---
name: pm-pmf-coach
description: Walk a founder or early-stage PM through finding product-market fit on a specific bet. Use when the user is pre-PMF (no validated value hypothesis), has a candidate insight + audience + business model, and needs help deciding what to test next, how to interpret a failed experiment, and whether to pivot (change who/how) or restart (change what). Different from pm-value-hypothesis-tester which pressure-tests a single hypothesis statement statically; this skill runs the multi-step PMF process iteratively. Built on the Lean Startup synthesis (Rachleff, Ries, Blank, Moore, Christensen, Marks, Fitzpatrick, Cook).
---

# PM PMF coach

Walks a founder or early-stage PM through the discipline of finding product-market fit on a specific bet. Different from `pm-value-hypothesis-tester` (which pressure-tests one hypothesis statically); this skill runs the iterative loop: leap of faith → value hypothesis → experiment design → interpretation → pivot decision → distractions check.
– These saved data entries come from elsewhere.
use thiserror::Error;

/// Error type for token operations.
///
/// `Expired`, `BadSignature`, and `Malformed` are the three distinct
/// verification outcomes; an expired token must never surface as a
/// signature mismatch.
#[derive(Debug, Clone, Error)]
pub enum TokenError {
    #[error("Failed to encode token: {0}")]
    EncodingFailed(String),

    #[error("Token is expired")]
    Expired,

    #[error("Token signature is invalid")]
    BadSignature,

    #[error("Token is malformed: {0}")]
    Malformed(String),

    #[error("Serialized claims exceed {limit} bytes (got {actual})")]
    ClaimsTooLarge { limit: usize, actual: usize },
}
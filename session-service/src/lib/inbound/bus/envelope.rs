use serde::de::DeserializeOwned;
use tokio::sync::oneshot;

/// Terminal outcome reported back to the transport for one request.
#[derive(Debug, Clone, Copy, PartialEq, Eq)]
pub enum AckNack {
    /// Message handled; consume it.
    Ack,
    /// Message failed unexpectedly; leave it to the transport's retry policy.
    Nack,
}

/// Exactly-once completion handle for an inbound request.
///
/// `ack` and `nack` consume the handle, so a handler physically cannot fire
/// both. A handle dropped without either (a panic or an early return) nacks,
/// so exactly one outcome always reaches the transport.
#[derive(Debug)]
pub struct Completion {
    tx: Option<oneshot::Sender<AckNack>>,
}

impl Completion {
    /// Create a handle and the receiver the transport waits on.
    pub fn new() -> (Self, oneshot::Receiver<AckNack>) {
        let (tx, rx) = oneshot::channel();
        (Self { tx: Some(tx) }, rx)
    }

    /// Mark the request successfully handled.
    pub fn ack(mut self) {
        self.finish(AckNack::Ack);
    }

    /// Mark the request failed.
    pub fn nack(mut self) {
        self.finish(AckNack::Nack);
    }

    fn finish(&mut self, outcome: AckNack) {
        if let Some(tx) = self.tx.take() {
            // The transport side may have gone away; nothing left to signal
            let _ = tx.send(outcome);
        }
    }
}

impl Drop for Completion {
    fn drop(&mut self) {
        self.finish(AckNack::Nack);
    }
}

/// An extracted request: typed payload plus its completion handle.
#[derive(Debug)]
pub struct Delivery<T> {
    pub data: T,
    pub completion: Completion,
}

impl<T: DeserializeOwned> Delivery<T> {
    /// Deserialize an inbound request body into the expected payload shape.
    ///
    /// On malformed input the completion handle is handed back so the caller
    /// can nack and answer with a safe default.
    pub fn extract(payload: &[u8], completion: Completion) -> Result<Self, Completion> {
        match serde_json::from_slice(payload) {
            Ok(data) => Ok(Self { data, completion }),
            Err(e) => {
                tracing::warn!(error = %e, "Failed to extract request payload");
                Err(completion)
            }
        }
    }
}

#[cfg(test)]
mod tests {
    use super::*;

    #[test]
    fn test_ack_fires_once() {
        let (completion, mut rx) = Completion::new();
        completion.ack();
        assert_eq!(rx.try_recv().unwrap(), AckNack::Ack);
        // Channel is consumed; nothing further can arrive
        assert!(rx.try_recv().is_err());
    }

    #[test]
    fn test_nack_fires_once() {
        let (completion, mut rx) = Completion::new();
        completion.nack();
        assert_eq!(rx.try_recv().unwrap(), AckNack::Nack);
    }

    #[test]
    fn test_dropped_handle_nacks() {
        let (completion, mut rx) = Completion::new();
        drop(completion);
        assert_eq!(rx.try_recv().unwrap(), AckNack::Nack);
    }

    #[test]
    fn test_extract_valid_payload() {
        let (completion, _rx) = Completion::new();
        let delivery = Delivery::<Vec<u32>>::extract(b"[1,2,3]", completion).unwrap();
        assert_eq!(delivery.data, vec![1, 2, 3]);
    }

    #[test]
    fn test_extract_malformed_payload_returns_handle() {
        let (completion, mut rx) = Completion::new();
        let result = Delivery::<Vec<u32>>::extract(b"not json", completion);
        let completion = match result {
            Err(completion) => completion,
            Ok(_) => panic!("extract accepted malformed payload"),
        };
        completion.nack();
        assert_eq!(rx.try_recv().unwrap(), AckNack::Nack);
    }
}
Anchored in `decision-making/finding-pmf.md` (posture) and `decision-making/value-hypothesis.md` (mechanics).

## When to use

Use this when:
- A founder is pre-PMF and wants help structuring what to test next
- An experiment has produced a result (validated, partial, or failed) and the founder is deciding what to do
- A team is debating whether to pivot the who, pivot the how, or restart the what
- A founder has multiple candidate insights or audiences and needs help picking the lead pin
- A working PM is launching a new product (not a feature) inside an established company and needs the PMF discipline rather than the execution discipline

Don't use this when:
- The product already has confirmed PMF — use `pm-funnel-critic`, `pm-metrics-critic`, or `pm-decision-coach` for post-PMF questions
- The user wants critique of one specific value hypothesis statement — use `pm-value-hypothesis-tester`
- The user wants discovery interview help — use `pm-customer-interview-coach`
- The user is at a feature level inside an existing product with known PMF — use `pm-prd-drafter` or `pm-decision-coach`

## How to apply

### 1. Surface the leap of faith

Before anything else, ask: *what is the one underlying belief that, if false, makes this whole business dead?*

If the user names the value hypothesis (what/who/how) instead, push back. The leap of faith is upstream. Examples of well-formed leap-of-faith statements:

- "People will sleep in a stranger's home."
- "People will let software manage their investments."
- "Reusable rockets meaningfully reduce launch costs."
- "Enterprises will adopt SaaS for application performance monitoring instead of on-premises."

If the leap of faith has more than one assumption baked in, decompose it. Each assumption gets its own line. The MVP will need to test the one that's most upstream.

Reference `decision-making/finding-pmf.md` § "Leap of faith vs. value hypothesis."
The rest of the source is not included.